* [Exercise directions]:
This exercise asks for every line of the material that includes the word "Serialize".

* [Excerpted data]:
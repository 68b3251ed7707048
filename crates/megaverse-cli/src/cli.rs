//! Argument definitions

use clap::{value_parser, Arg, ArgAction, ArgMatches, Command};
use megaverse_core::{CanvasConfig, Color, Direction, UnknownTokenError};
use std::path::PathBuf;

pub(crate) fn build() -> Command {
    Command::new("megaverse")
        .version(megaverse_core::VERSION)
        .about("Reconcile a Megaverse canvas against its goal map")
        .subcommand_required(true)
        .arg_required_else_help(true)
        .arg(
            Arg::new("config")
                .long("config")
                .short('c')
                .global(true)
                .value_parser(value_parser!(PathBuf))
                .help("TOML configuration file"),
        )
        .arg(
            Arg::new("base-url")
                .long("base-url")
                .global(true)
                .help("API base URL"),
        )
        .arg(
            Arg::new("candidate-id")
                .long("candidate-id")
                .global(true)
                .help("Candidate identifier"),
        )
        .arg(
            Arg::new("parallelism")
                .long("parallelism")
                .short('p')
                .global(true)
                .value_parser(value_parser!(usize))
                .help("Maximum simultaneous remote calls"),
        )
        .arg(
            Arg::new("json-logs")
                .long("json-logs")
                .global(true)
                .action(ArgAction::SetTrue)
                .help("Emit logs as JSON"),
        )
        .arg(
            Arg::new("verbose")
                .long("verbose")
                .short('v')
                .global(true)
                .action(ArgAction::SetTrue)
                .help("Debug logging unless RUST_LOG is set"),
        )
        .subcommand(
            Command::new("create")
                .about("Create a single astral object")
                .subcommand_required(true)
                .subcommand(
                    Command::new("polyanet")
                        .about("Create a polyanet")
                        .arg(coordinate("row"))
                        .arg(coordinate("column")),
                )
                .subcommand(
                    Command::new("cometh")
                        .about("Create a cometh")
                        .arg(coordinate("row"))
                        .arg(coordinate("column"))
                        .arg(
                            Arg::new("direction")
                                .required(true)
                                .value_parser(parse_direction)
                                .help("up, down, left or right"),
                        ),
                )
                .subcommand(
                    Command::new("soloon")
                        .about("Create a soloon")
                        .arg(coordinate("row"))
                        .arg(coordinate("column"))
                        .arg(
                            Arg::new("color")
                                .required(true)
                                .value_parser(parse_color)
                                .help("white, blue, red or purple"),
                        ),
                ),
        )
        .subcommand(
            Command::new("delete")
                .about("Delete whatever occupies a cell")
                .arg(coordinate("row"))
                .arg(coordinate("column")),
        )
        .subcommand(
            Command::new("deleteall")
                .visible_alias("clear")
                .about("Delete every occupied cell"),
        )
        .subcommand(
            Command::new("replicate")
                .visible_alias("replicategoal")
                .about("Clear the canvas and recreate the goal map"),
        )
        .subcommand(
            Command::new("xshape")
                .about("Draw an X of polyanets over a square goal map")
                .arg(
                    Arg::new("margin")
                        .default_value("0")
                        .value_parser(value_parser!(usize))
                        .help("Cells skipped at each end of both diagonals"),
                ),
        )
        .subcommand(
            Command::new("goal")
                .about("Show the goal map's dimensions and entity counts")
                .arg(
                    Arg::new("json")
                        .long("json")
                        .action(ArgAction::SetTrue)
                        .help("Output as JSON"),
                ),
        )
}

fn coordinate(name: &'static str) -> Arg {
    Arg::new(name)
        .required(true)
        .value_parser(value_parser!(usize))
}

fn parse_direction(raw: &str) -> Result<Direction, UnknownTokenError> {
    raw.parse()
}

fn parse_color(raw: &str) -> Result<Color, UnknownTokenError> {
    raw.parse()
}

/// Layer configuration: file, then `MEGAVERSE_*` variables from `env`,
/// then flags.
///
/// # Errors
/// Unreadable or invalid configuration.
pub(crate) fn resolve_config<F>(
    matches: &ArgMatches,
    env: F,
) -> Result<CanvasConfig, megaverse_core::CanvasError>
where
    F: Fn(&str) -> Option<String>,
{
    let config = match matches.get_one::<PathBuf>("config") {
        Some(path) => CanvasConfig::load(path)?,
        None => CanvasConfig::new(),
    };
    let mut config = config.apply_env_from(env)?;

    if let Some(url) = matches.get_one::<String>("base-url") {
        config = config.with_base_url(url.clone());
    }
    if let Some(id) = matches.get_one::<String>("candidate-id") {
        config = config.with_candidate_id(id.clone());
    }
    if let Some(parallelism) = matches.get_one::<usize>("parallelism") {
        config = config.with_parallel_degree(*parallelism);
    }

    config.validate()?;
    Ok(config)
}
//! Canvas entities
//!
//! Every object placed on the canvas has a grid position and one of three
//! kinds. Each kind maps to its own API resource and contributes at most one
//! extra field to the request body.

use serde::Serialize;
use std::fmt;
use std::str::FromStr;

/// Grid coordinate `(row, column)`
#[derive(Debug, Clone, Copy, PartialEq, Eq, PartialOrd, Ord, Hash)]
pub struct Position {
    /// Zero-based row
    pub row: usize,
    /// Zero-based column
    pub column: usize,
}

impl Position {
    /// Create new position
    #[inline]
    #[must_use]
    pub const fn new(row: usize, column: usize) -> Self {
        Self { row, column }
    }
}

impl fmt::Display for Position {
    fn fmt(&self, f: &mut fmt::Formatter<'_>) -> fmt::Result {
        write!(f, "({}, {})", self.row, self.column)
    }
}

/// Token that is not part of an enumeration
#[derive(Debug, Clone, PartialEq, Eq, thiserror::Error)]
#[error("invalid {kind}: {token}")]
pub struct UnknownTokenError {
    /// Enumeration that rejected the token
    pub kind: &'static str,
    /// Offending token
    pub token: String,
}

/// Direction a cometh travels
#[derive(Debug, Clone, Copy, PartialEq, Eq, PartialOrd, Ord, Hash, Serialize)]
#[serde(rename_all = "lowercase")]
pub enum Direction {
    Up,
    Down,
    Left,
    Right,
}

impl Direction {
    /// All directions, in API order
    pub const ALL: [Self; 4] = [Self::Up, Self::Down, Self::Left, Self::Right];

    /// Token sent to the API
    #[inline]
    #[must_use]
    pub fn as_api_str(self) -> &'static str {
        match self {
            Self::Up => "up",
            Self::Down => "down",
            Self::Left => "left",
            Self::Right => "right",
        }
    }
}

impl FromStr for Direction {
    type Err = UnknownTokenError;

    fn from_str(s: &str) -> Result<Self, Self::Err> {
        Self::ALL
            .into_iter()
            .find(|d| d.as_api_str().eq_ignore_ascii_case(s))
            .ok_or_else(|| UnknownTokenError {
                kind: "cometh direction",
                token: s.to_string(),
            })
    }
}

impl fmt::Display for Direction {
    fn fmt(&self, f: &mut fmt::Formatter<'_>) -> fmt::Result {
        f.write_str(self.as_api_str())
    }
}

/// Color of a soloon
#[derive(Debug, Clone, Copy, PartialEq, Eq, PartialOrd, Ord, Hash, Serialize)]
#[serde(rename_all = "lowercase")]
pub enum Color {
    White,
    Blue,
    Red,
    Purple,
}

impl Color {
    /// All colors, in API order
    pub const ALL: [Self; 4] = [Self::White, Self::Blue, Self::Red, Self::Purple];

    /// Token sent to the API
    #[inline]
    #[must_use]
    pub fn as_api_str(self) -> &'static str {
        match self {
            Self::White => "white",
            Self::Blue => "blue",
            Self::Red => "red",
            Self::Purple => "purple",
        }
    }
}

impl FromStr for Color {
    type Err = UnknownTokenError;

    fn from_str(s: &str) -> Result<Self, Self::Err> {
        Self::ALL
            .into_iter()
            .find(|c| c.as_api_str().eq_ignore_ascii_case(s))
            .ok_or_else(|| UnknownTokenError {
                kind: "soloon color",
                token: s.to_string(),
            })
    }
}

impl fmt::Display for Color {
    fn fmt(&self, f: &mut fmt::Formatter<'_>) -> fmt::Result {
        f.write_str(self.as_api_str())
    }
}

/// Variant of a canvas entity
#[derive(Debug, Clone, Copy, PartialEq, Eq, Hash)]
pub enum EntityKind {
    /// Plain point
    Polyanet,
    /// Directed marker
    Cometh { direction: Direction },
    /// Colored marker
    Soloon { color: Color },
}

impl EntityKind {
    /// API resource path for this kind
    #[inline]
    #[must_use]
    pub fn resource_path(&self) -> &'static str {
        match self {
            Self::Polyanet => "/polyanets",
            Self::Cometh { .. } => "/comeths",
            Self::Soloon { .. } => "/soloons",
        }
    }

    /// Short name, as used in log lines
    #[inline]
    #[must_use]
    pub fn name(&self) -> &'static str {
        match self {
            Self::Polyanet => "polyanet",
            Self::Cometh { .. } => "cometh",
            Self::Soloon { .. } => "soloon",
        }
    }
}

/// An object placed on the canvas
#[derive(Debug, Clone, Copy, PartialEq, Eq, Hash)]
pub struct Entity {
    /// Grid position
    pub position: Position,
    /// Variant and its payload
    pub kind: EntityKind,
}

impl Entity {
    /// Create new entity
    #[inline]
    #[must_use]
    pub const fn new(position: Position, kind: EntityKind) -> Self {
        Self { position, kind }
    }

    /// Polyanet at `(row, column)`
    #[inline]
    #[must_use]
    pub const fn polyanet(row: usize, column: usize) -> Self {
        Self::new(Position::new(row, column), EntityKind::Polyanet)
    }

    /// Cometh at `(row, column)` heading `direction`
    #[inline]
    #[must_use]
    pub const fn cometh(row: usize, column: usize, direction: Direction) -> Self {
        Self::new(Position::new(row, column), EntityKind::Cometh { direction })
    }

    /// Soloon at `(row, column)` colored `color`
    #[inline]
    #[must_use]
    pub const fn soloon(row: usize, column: usize, color: Color) -> Self {
        Self::new(Position::new(row, column), EntityKind::Soloon { color })
    }

    /// Target for deleting whatever occupies `position`.
    ///
    /// The API keys deletion by position, so any resource path works; the
    /// polyanet one is used.
    #[inline]
    #[must_use]
    pub const fn delete_target(position: Position) -> Self {
        Self::new(position, EntityKind::Polyanet)
    }

    /// API resource path
    #[inline]
    #[must_use]
    pub fn resource_path(&self) -> &'static str {
        self.kind.resource_path()
    }

    /// Request body for create and delete calls
    #[must_use]
    pub fn request_body<'a>(&self, candidate_id: &'a str) -> RequestBody<'a> {
        let (direction, color) = match self.kind {
            EntityKind::Polyanet => (None, None),
            EntityKind::Cometh { direction } => (Some(direction), None),
            EntityKind::Soloon { color } => (None, Some(color)),
        };
        RequestBody {
            row: self.position.row,
            column: self.position.column,
            candidate_id,
            direction,
            color,
        }
    }
}

impl fmt::Display for Entity {
    fn fmt(&self, f: &mut fmt::Formatter<'_>) -> fmt::Result {
        match self.kind {
            EntityKind::Polyanet => {}
            EntityKind::Cometh { direction } => write!(f, "{direction} ")?,
            EntityKind::Soloon { color } => write!(f, "{color} ")?,
        }
        write!(f, "{} at {}", self.kind.name(), self.position)
    }
}

/// JSON body of a create or delete call
///
/// `direction` and `color` are omitted unless the entity carries them.
#[derive(Debug, Clone, PartialEq, Eq, Serialize)]
#[serde(rename_all = "camelCase")]
pub struct RequestBody<'a> {
    pub row: usize,
    pub column: usize,
    pub candidate_id: &'a str,
    #[serde(skip_serializing_if = "Option::is_none")]
    pub direction: Option<Direction>,
    #[serde(skip_serializing_if = "Option::is_none")]
    pub color: Option<Color>,
}

#[cfg(test)]
mod tests {
    use super::*;
    use serde_json::{json, Value};

    fn body_json(entity: Entity) -> Value {
        serde_json::to_value(entity.request_body("candidate")).unwrap()
    }

    #[test]
    fn direction_round_trip() {
        for direction in Direction::ALL {
            assert_eq!(direction.as_api_str().parse::<Direction>(), Ok(direction));
        }
        assert_eq!("UP".parse::<Direction>(), Ok(Direction::Up));
        assert!("sideways".parse::<Direction>().is_err());
    }

    #[test]
    fn color_round_trip() {
        for color in Color::ALL {
            assert_eq!(color.as_api_str().parse::<Color>(), Ok(color));
        }
        assert_eq!("Purple".parse::<Color>(), Ok(Color::Purple));

        let err = "green".parse::<Color>().unwrap_err();
        assert_eq!(err.to_string(), "invalid soloon color: green");
    }

    #[test]
    fn polyanet_body_has_three_fields() {
        let body = body_json(Entity::polyanet(1, 2));
        assert_eq!(body, json!({"row": 1, "column": 2, "candidateId": "candidate"}));
        assert_eq!(body.as_object().unwrap().len(), 3);
    }

    #[test]
    fn cometh_and_soloon_bodies_have_four_fields() {
        let cometh = body_json(Entity::cometh(0, 3, Direction::Left));
        assert_eq!(cometh.as_object().unwrap().len(), 4);
        assert_eq!(cometh["direction"], "left");

        let soloon = body_json(Entity::soloon(4, 0, Color::Blue));
        assert_eq!(soloon.as_object().unwrap().len(), 4);
        assert_eq!(soloon["color"], "blue");
    }

    #[test]
    fn resource_paths() {
        assert_eq!(Entity::polyanet(0, 0).resource_path(), "/polyanets");
        assert_eq!(Entity::cometh(0, 0, Direction::Up).resource_path(), "/comeths");
        assert_eq!(Entity::soloon(0, 0, Color::Red).resource_path(), "/soloons");
        assert_eq!(
            Entity::delete_target(Position::new(3, 4)).resource_path(),
            "/polyanets"
        );
    }

    #[test]
    fn display_names_kind_and_position() {
        assert_eq!(Entity::polyanet(1, 2).to_string(), "polyanet at (1, 2)");
        assert_eq!(
            Entity::cometh(0, 1, Direction::Down).to_string(),
            "down cometh at (0, 1)"
        );
        assert_eq!(
            Entity::soloon(2, 2, Color::Red).to_string(),
            "red soloon at (2, 2)"
        );
    }

    #[test]
    fn delete_target_body_carries_position_only() {
        let body = Entity::delete_target(Position::new(3, 4)).request_body("cand");
        assert_eq!(body.direction, None);
        assert_eq!(body.color, None);
        assert_eq!(
            serde_json::to_value(body).unwrap(),
            json!({"row": 3, "column": 4, "candidateId": "cand"})
        );
    }
}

* [Solution to this problem]:
use serde::Serialize;
#[derive(Debug, Clone, Copy, PartialEq, Eq, PartialOrd, Ord, Hash, Serialize)]
#[derive(Debug, Clone, Copy, PartialEq, Eq, PartialOrd, Ord, Hash, Serialize)]
#[derive(Debug, Clone, PartialEq, Eq, Serialize)]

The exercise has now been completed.